Mark,
I'm guessing this is the show you've been discussing that you filmed the other evening?
Can't help you with Premiere but I can help with a workflow that should work regardless of editing system.
Firstly concentrate on your audio. If your separate audio is good get it in the system and onto a timeline.
If it's bad, needs EQ'ing etc consider using Audacity (free) or Reaper (free) to correct.
You can probably do this in Premiere as well but as mentioned, I don't know the system.
Whatever you do don't cut anything out of it yet!
From there you can add pictures to it.
I would suggest you add your master shot to V1. Once you have it in sync with your audio master track you
might want to consider any resizing and colour correction.
Do this before you cut anything out of the recording otherwise you will have to resize and CC each section.
Once you have your master in place and looking nice add your 2nd camera to V2.
You will need to line each take up (or sync them if you can)
but you will probably need to CC (colour correct) them take by take if you were moving around.
In Premiere you should have the ability to CC a shot and save the settings to apply to another shot.
Once you have all the material in place save and make a copy of your timeline.
Open the copy and make any cut downs of the show to the copy, keeping your master
to go back to if you need to start again or you have a new idea on how to present things.
Pound to a penny you have a time line that looks like this
Now with everything in the right place, CC'd, resized as needed you can chop the show together.
The gaps in the top video tracks represent where you moved position or stopped recording to change
cards, batteries etc.
With a master audio track, one master shot and about 10 2nd camera shots you might want
to consider saving £90 on DualEyes and syncing by hand. Fiddly but easy once you get the hang of it.
(akin to manually stitching photos together to make a panorama)
If your master shot and 2nd camera have guide audio recorded with it, take that into premiere.
Find a sync point in you master audio that also exists on your master wide shot guide audio.
(you need to be able to hear it on both)
1st beat of music, little Johnny throwing up from stage fright...
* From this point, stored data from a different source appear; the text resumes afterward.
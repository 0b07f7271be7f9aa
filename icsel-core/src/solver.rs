//! A reference brute-force solver, gated behind the `testing` feature.
//!
//! This is test scaffolding, not a production solver (per §1's Non-goals,
//! a real external CP solver is out of scope for this crate): it enumerates
//! every subset of matches, keeps the ones that cover each operation node
//! exactly once, and returns the minimum-cost feasible selection. Exhaustive
//! in the number of matches, so it is only practical for the small
//! instances `icsel-core`'s own test suite builds.

use crate::lowering::{LowLevelModel, LowLevelSolution};

/// Exhaustive minimum-cost covering search over a [`LowLevelModel`].
pub struct BruteForceSolver;

impl BruteForceSolver {
    pub fn new() -> Self {
        BruteForceSolver
    }

    /// Returns the minimum-cost selection of matches that covers every
    /// operation node exactly once, or `None` if no feasible selection
    /// exists (the "no solution" case of §7 item 5).
    ///
    /// # Panics
    /// If `model` has more matches than this brute-force search can afford
    /// (more than 20); real instances belong behind a real solver, not this
    /// one.
    pub fn solve(&self, model: &LowLevelModel) -> Option<LowLevelSolution> {
        let n = model.num_matches as usize;
        assert!(
            n <= 20,
            "brute-force solver is test scaffolding for small instances only (got {} matches)",
            n
        );

        let mut best: Option<(i64, Vec<bool>)> = None;
        for mask in 0u32..(1u32 << n) {
            let selected: Vec<bool> = (0..n).map(|i| mask & (1 << i) != 0).collect();
            if !covers_every_operation_exactly_once(model, &selected) {
                continue;
            }
            let cost = total_cost(model, &selected);
            if best.as_ref().map_or(true, |(best_cost, _)| cost < *best_cost) {
                best = Some((cost, selected));
            }
        }

        best.map(|(cost, selected)| build_solution(model, selected, cost))
    }
}

impl Default for BruteForceSolver {
    fn default() -> Self {
        BruteForceSolver::new()
    }
}

fn covers_every_operation_exactly_once(model: &LowLevelModel, selected: &[bool]) -> bool {
    let mut covered = vec![0u8; model.fun_num_operations as usize];
    for (i, &s) in selected.iter().enumerate() {
        if !s {
            continue;
        }
        for &op in &model.match_operations_covered[i] {
            covered[op as usize] += 1;
        }
    }
    covered.iter().all(|&c| c == 1)
}

fn total_cost(model: &LowLevelModel, selected: &[bool]) -> i64 {
    selected
        .iter()
        .enumerate()
        .filter(|(_, &s)| s)
        .map(|(i, _)| model.match_code_sizes[i] as i64)
        .sum()
}

fn build_solution(model: &LowLevelModel, selected: Vec<bool>, cost: i64) -> LowLevelSolution {
    let n = selected.len();
    let num_data = model.fun_num_data as usize;
    LowLevelSolution {
        order_of_bbs: (0..model.fun_num_blocks).collect(),
        is_match_selected: selected,
        bb_allocated_for_match: vec![None; n],
        has_data_loc: vec![false; num_data],
        loc_selected_for_data: vec![None; num_data],
        has_data_imm_value: vec![false; num_data],
        imm_value_of_data: vec![None; num_data],
        cost,
    }
}

#[cfg(test)]
mod tests {
    use super::*;

    fn model_with_two_covering_matches(cheap_cost: u32, expensive_cost: u32) -> LowLevelModel {
        LowLevelModel {
            fun_num_operations: 1,
            fun_num_data: 0,
            fun_num_blocks: 0,
            num_matches: 2,
            match_operations_covered: vec![vec![0], vec![0]],
            match_code_sizes: vec![cheap_cost, expensive_cost],
            ..Default::default()
        }
    }

    #[test]
    fn picks_the_cheaper_of_two_covering_matches() {
        let model = model_with_two_covering_matches(2, 9);
        let solution = BruteForceSolver::new().solve(&model).unwrap();
        assert_eq!(solution.is_match_selected, vec![true, false]);
        assert_eq!(solution.cost, 2);
    }

    #[test]
    fn no_feasible_selection_returns_none() {
        let model = LowLevelModel {
            fun_num_operations: 1,
            num_matches: 1,
            match_operations_covered: vec![vec![]],
            match_code_sizes: vec![1],
            ..Default::default()
        };
        assert!(BruteForceSolver::new().solve(&model).is_none());
    }
}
With the master audio on tracks 1+2 put the picture from wide camera on V1 with
it's guide audio on 3+4. You should be able to shuffle V1,A3,A4 along to line up with the master audio.
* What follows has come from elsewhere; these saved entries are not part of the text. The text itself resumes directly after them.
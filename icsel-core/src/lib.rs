//! `icsel-core`: the graph kernel, constraint AST, VF2-based pattern
//! matcher, model builder, and index lowering/raising for a
//! constraint-programming instruction selector.
//!
//! This crate does no I/O and owns no CLI surface; `icsel-cli` is the
//! reference driver that wires it to files and a real target description.
//! Everything here is pure: every operation that transforms a graph, an
//! op-structure, or a model returns a new value rather than mutating shared
//! state (§5).

pub mod constraints;
pub mod error;
pub mod function;
pub mod graph;
pub mod lowering;
pub mod matcher;
pub mod model;
pub mod opstructure;
#[cfg(feature = "testing")]
pub mod solver;
pub mod target;
pub mod transform;

pub use error::{CoreError, CoreResult};
pub use function::Function;
pub use lowering::{ArrayIndexMaplists, HighLevelSolution, LowLevelModel, LowLevelSolution, lower_model, raise_solution};
pub use matcher::{Match, PatternMatch};
pub use model::{HighLevelModel, build_high_level_model};
pub use opstructure::OpStructure;
pub use target::TargetMachine;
When you get close you should have a function that allows you to nudge V1,A3,A4 backwards and
forwards against A1.A2. At first it might sound like an echo. Nudge a couple of frames in one direction.
The echo will increase or decrease and you want it to decrease. Keep going until it decreases until
you hear it start to increase again and then your on the money.
Once the wide shots in sync you can turn off A3+A4.
Follow the above for your 2nd camera but put the audio on A5+A6.
Make sure when you have finished syncing that you delete, turn off or mix down to zero
all the guide audio from your cameras
Sorry it's a long post. I intended it to be short but one thing lead to another...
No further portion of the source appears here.